I’ve often thought about how not to die, thinking about unfinished business and lives cut too short. I’ve thought about losing people I loved long before their time and the terrible holes that their death left in so many lives, holes that will never be filled.

In my mind, I think of the course of someone’s life in the image of a woven fabric, a tapestry, colors bright and varied, designs unique to that individual and their life. When one dies after a long life, the fabric is worn from use and the threads are worn, gently unraveled by the course of time. But when life is cut short, whether by illness or trauma, the fabric is violently rent, the threads jagged, the hole one that can never be closed.

For a lot of years, my thesis around “how not to die” had to do with length of life and circumstances of someone’s death, the grief that I had felt first hand, the experiences I had lived through, particularly with the loss of my mother and my brother. My father’s death at 82, with his history of cardiac issues, was sad but not devastating in the same way. My grandmother, my aunts, all lived long lives and, by and large, died in ways that felt like the peaceful and natural order of things.

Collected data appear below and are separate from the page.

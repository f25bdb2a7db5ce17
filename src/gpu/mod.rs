//! GPU side of the pipeline.
//!
//! [`GpuContext`] owns the device and queue, created either for a window or
//! headless for tests and offline capture. The stages live in their own
//! modules and are assembled by [`GpuPipeline`].

mod buffer_pair;
mod draw;
#[cfg(feature = "egui")]
pub mod egui_integration;
mod pipeline;
mod present;
mod readback;
mod simulation;
mod targets;
mod trails;

use std::sync::Arc;

use tracing::{info, warn};
use winit::window::Window;

use crate::error::GpuError;

pub use buffer_pair::BufferPair;
pub use pipeline::{GpuPipeline, ScreenTarget};
pub use targets::{DisplaySurfacePair, ParticleStateBuffer, RenderSurface, RenderTargetPool};

/// Particle state: position in `xy`, normalized index in `z`, alive flag in `w`.
pub const STATE_FORMAT: wgpu::TextureFormat = wgpu::TextureFormat::Rgba32Float;
/// Particle state on adapters that cannot render to 32-bit float (GL, most mobile).
pub const STATE_FORMAT_FALLBACK: wgpu::TextureFormat = wgpu::TextureFormat::Rgba16Float;
/// Display/trail buffers. Half float keeps slow fades from banding and is blendable.
pub const DISPLAY_FORMAT: wgpu::TextureFormat = wgpu::TextureFormat::Rgba16Float;
/// Offscreen format used by [`GpuPipeline::capture`].
pub const CAPTURE_FORMAT: wgpu::TextureFormat = wgpu::TextureFormat::Rgba8Unorm;

/// Device and queue shared by every stage.
pub struct GpuContext {
    pub device: wgpu::Device,
    pub queue: wgpu::Queue,
    pub adapter_info: wgpu::AdapterInfo,
    /// Format of the particle-state pair on this adapter.
    pub state_format: wgpu::TextureFormat,
}

/// Window surface and its current configuration.
pub struct WindowSurface {
    surface: wgpu::Surface<'static>,
    pub config: wgpu::SurfaceConfiguration,
}

impl GpuContext {
    /// Create a context without a surface.
    pub async fn headless() -> Result<Self, GpuError> {
        let instance = wgpu::Instance::new(&wgpu::InstanceDescriptor {
            backends: wgpu::Backends::all(),
            ..Default::default()
        });

        let adapter = instance
            .request_adapter(&wgpu::RequestAdapterOptions {
                power_preference: wgpu::PowerPreference::default(),
                compatible_surface: None,
                force_fallback_adapter: false,
            })
            .await
            .ok_or(GpuError::NoAdapter)?;

        Self::from_adapter(&adapter, "Headless Device").await
    }

    /// Create a context and a configured surface for `window`.
    pub async fn for_window(window: Arc<Window>) -> Result<(Self, WindowSurface), GpuError> {
        let size = window.inner_size();

        let instance = wgpu::Instance::new(&wgpu::InstanceDescriptor {
            backends: wgpu::Backends::PRIMARY,
            ..Default::default()
        });

        let surface = instance.create_surface(window)?;

        let adapter = instance
            .request_adapter(&wgpu::RequestAdapterOptions {
                power_preference: wgpu::PowerPreference::HighPerformance,
                compatible_surface: Some(&surface),
                force_fallback_adapter: false,
            })
            .await
            .ok_or(GpuError::NoAdapter)?;

        let context = Self::from_adapter(&adapter, "Device").await?;

        // Present is a straight copy, so avoid an sRGB re-encode on the way out
        let surface_caps = surface.get_capabilities(&adapter);
        let surface_format = surface_caps
            .formats
            .iter()
            .find(|f| !f.is_srgb())
            .copied()
            .or_else(|| surface_caps.formats.first().copied())
            .ok_or(GpuError::NoAdapter)?;

        let config = wgpu::SurfaceConfiguration {
            usage: wgpu::TextureUsages::RENDER_ATTACHMENT,
            format: surface_format,
            width: size.width.max(1),
            height: size.height.max(1),
            present_mode: wgpu::PresentMode::AutoVsync,
            alpha_mode: surface_caps
                .alpha_modes
                .first()
                .copied()
                .unwrap_or(wgpu::CompositeAlphaMode::Auto),
            view_formats: vec![],
            desired_maximum_frame_latency: 2,
        };
        surface.configure(&context.device, &config);
        info!(format = ?surface_format, width = config.width, height = config.height, "surface configured");

        Ok((context, WindowSurface { surface, config }))
    }

    async fn from_adapter(adapter: &wgpu::Adapter, label: &str) -> Result<Self, GpuError> {
        let adapter_info = adapter.get_info();
        info!(adapter = %adapter_info.name, backend = ?adapter_info.backend, "using adapter");

        let state_format = select_formats(|format| adapter.get_texture_format_features(format))?;
        if state_format != STATE_FORMAT {
            warn!(format = ?state_format, "32-bit float targets unsupported, particle state at reduced precision");
        }

        let (device, queue) = adapter
            .request_device(
                &wgpu::DeviceDescriptor {
                    label: Some(label),
                    required_features: wgpu::Features::empty(),
                    // Allow display buffers as large as the adapter can hold
                    required_limits: wgpu::Limits::downlevel_defaults()
                        .using_resolution(adapter.limits()),
                    memory_hints: Default::default(),
                },
                None,
            )
            .await?;

        Ok(Self {
            device,
            queue,
            adapter_info,
            state_format,
        })
    }

    /// Largest side of a 2D texture on this device.
    pub fn max_texture_dimension(&self) -> u32 {
        self.device.limits().max_texture_dimension_2d
    }
}

/// Check the display format and pick the particle-state format.
///
/// The display pair must be renderable, sampleable and blendable. The state
/// pair only needs to be renderable and sampleable, and falls back to
/// [`STATE_FORMAT_FALLBACK`] when [`STATE_FORMAT`] is not.
pub fn select_formats(
    features: impl Fn(wgpu::TextureFormat) -> wgpu::TextureFormatFeatures,
) -> Result<wgpu::TextureFormat, GpuError> {
    let target = wgpu::TextureUsages::RENDER_ATTACHMENT | wgpu::TextureUsages::TEXTURE_BINDING;

    let display = features(DISPLAY_FORMAT);
    if !display.allowed_usages.contains(target)
        || !display.flags.contains(wgpu::TextureFormatFeatureFlags::BLENDABLE)
    {
        return Err(GpuError::UnsupportedFormat {
            format: DISPLAY_FORMAT,
            needs: "a blendable render target",
        });
    }

    [STATE_FORMAT, STATE_FORMAT_FALLBACK]
        .into_iter()
        .find(|&format| features(format).allowed_usages.contains(target))
        .ok_or(GpuError::UnsupportedFormat {
            format: STATE_FORMAT_FALLBACK,
            needs: "a render target",
        })
}

/// Decode particle-state texels read back from a `format` texture.
pub(crate) fn decode_state(bytes: &[u8], format: wgpu::TextureFormat) -> Vec<[f32; 4]> {
    if format == STATE_FORMAT_FALLBACK {
        bytes
            .chunks_exact(8)
            .map(|texel| {
                let mut out = [0.0; 4];
                for (value, half) in out.iter_mut().zip(texel.chunks_exact(2)) {
                    *value = f16_to_f32(u16::from_le_bytes([half[0], half[1]]));
                }
                out
            })
            .collect()
    } else {
        bytemuck::pod_collect_to_vec(bytes)
    }
}

/// IEEE 754 binary16 to f32.
fn f16_to_f32(bits: u16) -> f32 {
    let sign = ((bits as u32) & 0x8000) << 16;
    let exponent = ((bits >> 10) & 0x1f) as u32;
    let mantissa = (bits & 0x3ff) as u32;

    let magnitude = match exponent {
        0 => {
            // Subnormal: mantissa * 2^-24
            let value = mantissa as f32 * f32::from_bits(0x3380_0000);
            return f32::from_bits(sign | value.to_bits());
        }
        0x1f => 0x7f80_0000 | (mantissa << 13),
        _ => ((exponent + 112) << 23) | (mantissa << 13),
    };
    f32::from_bits(sign | magnitude)
}

impl WindowSurface {
    pub fn format(&self) -> wgpu::TextureFormat {
        self.config.format
    }

    /// Reconfigure for a new window size. Zero sizes are ignored.
    pub fn resize(&mut self, device: &wgpu::Device, width: u32, height: u32) {
        if width == 0 || height == 0 {
            return;
        }
        self.config.width = width;
        self.config.height = height;
        self.surface.configure(device, &self.config);
    }

    /// Reconfigure with the current size, after the surface was lost.
    pub fn reconfigure(&self, device: &wgpu::Device) {
        self.surface.configure(device, &self.config);
    }

    pub fn acquire(&self) -> Result<wgpu::SurfaceTexture, wgpu::SurfaceError> {
        self.surface.get_current_texture()
    }
}

/// Bind group layout entry for a uniform buffer.
pub(crate) fn uniform_entry(binding: u32, visibility: wgpu::ShaderStages) -> wgpu::BindGroupLayoutEntry {
    wgpu::BindGroupLayoutEntry {
        binding,
        visibility,
        ty: wgpu::BindingType::Buffer {
            ty: wgpu::BufferBindingType::Uniform,
            has_dynamic_offset: false,
            min_binding_size: None,
        },
        count: None,
    }
}

/// Bind group layout entry for a 2D float texture.
pub(crate) fn texture_entry(
    binding: u32,
    visibility: wgpu::ShaderStages,
    filterable: bool,
) -> wgpu::BindGroupLayoutEntry {
    wgpu::BindGroupLayoutEntry {
        binding,
        visibility,
        ty: wgpu::BindingType::Texture {
            sample_type: wgpu::TextureSampleType::Float { filterable },
            view_dimension: wgpu::TextureViewDimension::D2,
            multisampled: false,
        },
        count: None,
    }
}

/// Uniform buffer sized for `T`, written each frame.
pub(crate) fn uniform_buffer<T: bytemuck::Pod>(device: &wgpu::Device, label: &str) -> wgpu::Buffer {
    device.create_buffer(&wgpu::BufferDescriptor {
        label: Some(label),
        size: std::mem::size_of::<T>() as u64,
        usage: wgpu::BufferUsages::UNIFORM | wgpu::BufferUsages::COPY_DST,
        mapped_at_creation: false,
    })
}

/// Pipeline drawing one fullscreen triangle with `vs_main`/`fs_main`.
pub(crate) fn fullscreen_pipeline(
    device: &wgpu::Device,
    label: &str,
    module: &wgpu::ShaderModule,
    bind_group_layout: &wgpu::BindGroupLayout,
    format: wgpu::TextureFormat,
) -> wgpu::RenderPipeline {
    let pipeline_layout = device.create_pipeline_layout(&wgpu::PipelineLayoutDescriptor {
        label: Some(label),
        bind_group_layouts: &[bind_group_layout],
        push_constant_ranges: &[],
    });

    device.create_render_pipeline(&wgpu::RenderPipelineDescriptor {
        label: Some(label),
        layout: Some(&pipeline_layout),
        vertex: wgpu::VertexState {
            module,
            entry_point: Some("vs_main"),
            buffers: &[],
            compilation_options: Default::default(),
        },
        fragment: Some(wgpu::FragmentState {
            module,
            entry_point: Some("fs_main"),
            targets: &[Some(wgpu::ColorTargetState {
                format,
                blend: None,
                write_mask: wgpu::ColorWrites::ALL,
            })],
            compilation_options: Default::default(),
        }),
        primitive: wgpu::PrimitiveState {
            topology: wgpu::PrimitiveTopology::TriangleList,
            ..Default::default()
        },
        depth_stencil: None,
        multisample: wgpu::MultisampleState::default(),
        multiview: None,
        cache: None,
    })
}

/// Fullscreen pass writing every texel of `target`.
pub(crate) fn fullscreen_pass(
    encoder: &mut wgpu::CommandEncoder,
    label: &str,
    target: &wgpu::TextureView,
    pipeline: &wgpu::RenderPipeline,
    bind_group: &wgpu::BindGroup,
) {
    let mut pass = encoder.begin_render_pass(&wgpu::RenderPassDescriptor {
        label: Some(label),
        color_attachments: &[Some(wgpu::RenderPassColorAttachment {
            view: target,
            resolve_target: None,
            ops: wgpu::Operations {
                load: wgpu::LoadOp::Clear(wgpu::Color::TRANSPARENT),
                store: wgpu::StoreOp::Store,
            },
        })],
        depth_stencil_attachment: None,
        timestamp_writes: None,
        occlusion_query_set: None,
    });
    pass.set_pipeline(pipeline);
    pass.set_bind_group(0, bind_group, &[]);
    pass.draw(0..3, 0..1);
}

#[cfg(test)]
mod tests {
    use super::*;

    fn features(usages: wgpu::TextureUsages, blendable: bool) -> wgpu::TextureFormatFeatures {
        wgpu::TextureFormatFeatures {
            allowed_usages: usages,
            flags: if blendable {
                wgpu::TextureFormatFeatureFlags::BLENDABLE | wgpu::TextureFormatFeatureFlags::FILTERABLE
            } else {
                wgpu::TextureFormatFeatureFlags::empty()
            },
        }
    }

    fn renderable() -> wgpu::TextureUsages {
        wgpu::TextureUsages::RENDER_ATTACHMENT
            | wgpu::TextureUsages::TEXTURE_BINDING
            | wgpu::TextureUsages::COPY_SRC
            | wgpu::TextureUsages::COPY_DST
    }

    fn sample_only() -> wgpu::TextureUsages {
        wgpu::TextureUsages::TEXTURE_BINDING | wgpu::TextureUsages::COPY_SRC | wgpu::TextureUsages::COPY_DST
    }

    #[test]
    fn test_full_float_state_when_renderable() {
        let format = select_formats(|_| features(renderable(), true)).unwrap();
        assert_eq!(format, STATE_FORMAT);
    }

    #[test]
    fn test_half_float_state_on_gl_like_adapter() {
        // llvmpipe on GL: Rgba32Float can be sampled but not rendered to
        let format = select_formats(|format| match format {
            wgpu::TextureFormat::Rgba32Float => features(sample_only(), false),
            _ => features(renderable(), true),
        })
        .unwrap();
        assert_eq!(format, STATE_FORMAT_FALLBACK);
    }

    #[test]
    fn test_unblendable_display_is_rejected() {
        let result = select_formats(|format| features(renderable(), format != DISPLAY_FORMAT));
        assert!(matches!(
            result,
            Err(GpuError::UnsupportedFormat { format: DISPLAY_FORMAT, .. })
        ));
    }

    #[test]
    fn test_decode_half_state() {
        let halves: [u16; 8] = [0x3c00, 0xb800, 0x3400, 0x0000, 0x0001, 0x8000, 0x7bff, 0xc000];
        let bytes: Vec<u8> = halves.iter().flat_map(|h| h.to_le_bytes()).collect();
        let texels = decode_state(&bytes, STATE_FORMAT_FALLBACK);
        assert_eq!(texels.len(), 2);
        assert_eq!(texels[0], [1.0, -0.5, 0.25, 0.0]);
        assert_eq!(texels[1][0], 2.0f32.powi(-24));
        assert_eq!(texels[1][1].to_bits(), (-0.0f32).to_bits());
        assert_eq!(texels[1][2], 65504.0);
        assert_eq!(texels[1][3], -2.0);
    }

    #[test]
    fn test_decode_full_state() {
        let values = [0.1f32, -0.7, 0.5, 1.0];
        let texels = decode_state(bytemuck::cast_slice(&values[..]), STATE_FORMAT);
        assert_eq!(texels, vec![values]);
    }
}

But I realize now that long lives don’t always mean that they end the way that we would want if we could choose. I would imagine that most, if not all, of us want to be healthy until the end comes. Better to go to sleep one night and not wake up, having lived fully until the moment of death. And, failing that, coming to terms with a physical being declining but retaining the ability to interact, to be ourselves, to say goodbye to those we love.

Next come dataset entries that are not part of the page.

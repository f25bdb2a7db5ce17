//! Live configuration of the effect.
//!
//! [`SimulationParameters`] is the flat record the parameter panel edits. It
//! serializes with the same camelCase names the panel exposes, and every field
//! is defaulted so partial presets load.
//!
//! ```ignore
//! let mut params = SimulationParameters::load("presets/calm.json")?;
//! params.trail_fade_speed = 0.05;
//! params.save("presets/calm.json")?;
//! ```

use std::f32::consts::TAU;
use std::fs;
use std::path::Path;

use glam::{Vec2, Vec3, Vec4};
use serde::{Deserialize, Serialize};

use crate::error::ParamsError;

/// Every tunable value of the effect.
#[derive(Debug, Clone, PartialEq, Serialize, Deserialize)]
#[serde(rename_all = "camelCase", default)]
pub struct SimulationParameters {
    pub particle_count: u32,
    #[serde(rename = "withHDPI")]
    pub with_hdpi: bool,
    /// Display buffer size as a percentage of the window (1-100).
    pub canvas_resolution: u32,
    /// Stretch the display buffer over the whole window.
    pub canvas_scale: bool,
    /// Linear instead of nearest filtering when stretching.
    pub canvas_smooth: bool,
    pub fps_display: bool,
    pub palette_luminosity: Vec3,
    pub palette_contrast: Vec3,
    pub palette_freq: Vec3,
    pub palette_phase: Vec3,
    pub background_color: Vec4,
    pub speed_step: f32,
    pub point_size: f32,
    pub anim_run: bool,
    pub field_frequence: f32,
    pub field_octaves: u32,
    pub field_gain: f32,
    pub field_lacunarity: f32,
    pub field_shift_x: f32,
    pub field_shift_y: f32,
    pub trail_enabled: bool,
    pub trail_fade_speed: f32,
}

impl Default for SimulationParameters {
    fn default() -> Self {
        Self {
            particle_count: 1000,
            with_hdpi: true,
            canvas_resolution: 100,
            canvas_scale: true,
            canvas_smooth: false,
            fps_display: false,
            palette_luminosity: Vec3::new(1.0, 1.0, 0.1),
            palette_contrast: Vec3::new(1.0, 1.0, 1.0),
            palette_freq: Vec3::new(2.0, 0.5, 0.5),
            palette_phase: Vec3::new(0.5, 0.5, 0.5),
            background_color: Vec4::new(0.0, 0.0, 0.0, 1.0),
            speed_step: 0.0001,
            point_size: 1.0,
            anim_run: true,
            field_frequence: 1.0,
            field_octaves: 1,
            field_gain: 0.5,
            field_lacunarity: 2.0,
            field_shift_x: 0.0,
            field_shift_y: 0.0,
            trail_enabled: true,
            trail_fade_speed: 0.01,
        }
    }
}

impl SimulationParameters {
    /// Defaults adjusted for the display's pixel ratio.
    ///
    /// HDPI displays get two-pixel points so particles keep their apparent size.
    pub fn for_pixel_ratio(scale_factor: f64) -> Self {
        Self {
            point_size: if scale_factor > 1.0 { 2.0 } else { 1.0 },
            ..Self::default()
        }
    }

    /// Load a JSON preset. Missing fields keep their defaults.
    pub fn load(path: impl AsRef<Path>) -> Result<Self, ParamsError> {
        let text = fs::read_to_string(path)?;
        Ok(serde_json::from_str(&text)?)
    }

    /// Write the parameters as a pretty-printed JSON preset.
    pub fn save(&self, path: impl AsRef<Path>) -> Result<(), ParamsError> {
        let text = serde_json::to_string_pretty(self)?;
        fs::write(path, text)?;
        Ok(())
    }

    /// Vector-field shape consumed by the update pass.
    pub fn field(&self) -> FieldParams {
        FieldParams {
            frequency: self.field_frequence,
            octaves: self.field_octaves,
            gain: self.field_gain,
            lacunarity: self.field_lacunarity,
            shift: Vec2::new(self.field_shift_x, self.field_shift_y),
        }
    }

    /// Cosine palette consumed by the draw pass.
    pub fn palette(&self) -> PaletteParams {
        PaletteParams {
            luminosity: self.palette_luminosity,
            contrast: self.palette_contrast,
            frequency: self.palette_freq,
            phase: self.palette_phase,
        }
    }

    /// Fade factor actually applied per frame. Disabled trails clear fully.
    pub fn effective_fade(&self) -> f32 {
        if self.trail_enabled {
            self.trail_fade_speed.clamp(0.0, 1.0)
        } else {
            1.0
        }
    }
}

/// Shape of the procedural vector field.
#[derive(Debug, Clone, Copy, PartialEq)]
pub struct FieldParams {
    pub frequency: f32,
    pub octaves: u32,
    pub gain: f32,
    pub lacunarity: f32,
    pub shift: Vec2,
}

/// Cosine palette: `luminosity + contrast * cos(2π(frequency·t + phase))`.
#[derive(Debug, Clone, Copy, PartialEq)]
pub struct PaletteParams {
    pub luminosity: Vec3,
    pub contrast: Vec3,
    pub frequency: Vec3,
    pub phase: Vec3,
}

impl PaletteParams {
    /// Evaluate the palette at `t`, clamped to displayable range.
    ///
    /// Mirrors the draw shader so the panel can preview the gradient.
    pub fn color_at(&self, t: f32) -> Vec3 {
        let angle = (self.frequency * t + self.phase) * TAU;
        let raw = self.luminosity
            + self.contrast * Vec3::new(angle.x.cos(), angle.y.cos(), angle.z.cos());
        raw.clamp(Vec3::ZERO, Vec3::ONE)
    }
}

#[cfg(test)]
mod tests {
    use super::*;

    #[test]
    fn test_defaults_match_panel() {
        let params = SimulationParameters::default();
        assert_eq!(params.particle_count, 1000);
        assert_eq!(params.canvas_resolution, 100);
        assert!(params.anim_run);
        assert!(params.trail_enabled);
        assert_eq!(params.trail_fade_speed, 0.01);
        assert_eq!(params.field().octaves, 1);
    }

    #[test]
    fn test_hdpi_point_size() {
        assert_eq!(SimulationParameters::for_pixel_ratio(2.0).point_size, 2.0);
        assert_eq!(SimulationParameters::for_pixel_ratio(1.0).point_size, 1.0);
    }

    #[test]
    fn test_partial_json_keeps_defaults() {
        let params: SimulationParameters =
            serde_json::from_str(r#"{ "particleCount": 4, "withHDPI": false, "trailFadeSpeed": 0.2 }"#)
                .unwrap();
        assert_eq!(params.particle_count, 4);
        assert!(!params.with_hdpi);
        assert_eq!(params.trail_fade_speed, 0.2);
        assert_eq!(params.field_lacunarity, 2.0);
    }

    #[test]
    fn test_json_uses_camel_case_names() {
        let json = serde_json::to_value(SimulationParameters::default()).unwrap();
        assert!(json.get("canvasResolution").is_some());
        assert!(json.get("paletteLuminosity").is_some());
        assert!(json.get("withHDPI").is_some());
        assert!(json.get("fieldFrequence").is_some());
    }

    #[test]
    fn test_save_then_load() {
        let path = std::env::temp_dir().join(format!("flowtrail-params-{}.json", std::process::id()));
        let params = SimulationParameters {
            particle_count: 77,
            field_shift_x: 0.25,
            ..Default::default()
        };
        params.save(&path).unwrap();
        let loaded = SimulationParameters::load(&path).unwrap();
        std::fs::remove_file(&path).ok();
        assert_eq!(loaded, params);
    }

    #[test]
    fn test_load_missing_file() {
        let err = SimulationParameters::load("/nonexistent/flowtrail.json").unwrap_err();
        assert!(matches!(err, ParamsError::Io(_)));
    }

    #[test]
    fn test_disabled_trail_clears() {
        let mut params = SimulationParameters::default();
        assert_eq!(params.effective_fade(), 0.01);
        params.trail_enabled = false;
        assert_eq!(params.effective_fade(), 1.0);
    }

    #[test]
    fn test_palette_formula() {
        let palette = PaletteParams {
            luminosity: Vec3::splat(0.5),
            contrast: Vec3::splat(0.5),
            frequency: Vec3::ONE,
            phase: Vec3::ZERO,
        };
        // cos(0) = 1, cos(π) = -1
        assert!((palette.color_at(0.0) - Vec3::ONE).length() < 1e-6);
        assert!(palette.color_at(0.5).length() < 1e-6);
    }

    #[test]
    fn test_palette_clamps() {
        let palette = SimulationParameters::default().palette();
        for i in 0..=10 {
            let c = palette.color_at(i as f32 / 10.0);
            assert!(c.min_element() >= 0.0 && c.max_element() <= 1.0);
        }
    }
}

Sadly, it does not always work that way. So many people experience long and heartbreaking declines. So many, struggling with disease, can no longer be the person they were, can no longer express themselves, can no longer control any aspect of their life and environment.

I was talking with someone this week who is a caregiver for a 101 year old family member. She said, ruefully, that this loved one was “not a good 101,” and went on to say that her father had been “a good 101,” still cognitively intact until the end came. It is, like it or not, the luck of the draw and not something over which we have any control.

There is nothing easy about losing someone you care about, there is nothing easy about having that person change so much, due to disease or injury, that they feel like a stranger. It is, in many ways, a loss before the loss, grieving the person you knew even before you grieve their death.

Perhaps in the future there will be diagnostic science to tell us how and when our life will likely end. Perhaps we will have control over what we want and what we don’t. But, for now, we must accept that we do not know, we cannot know. We must realize and remember that every day is unique and non-repeatable, every opportunity a gift and every experience a way to continue to fill our full hearts.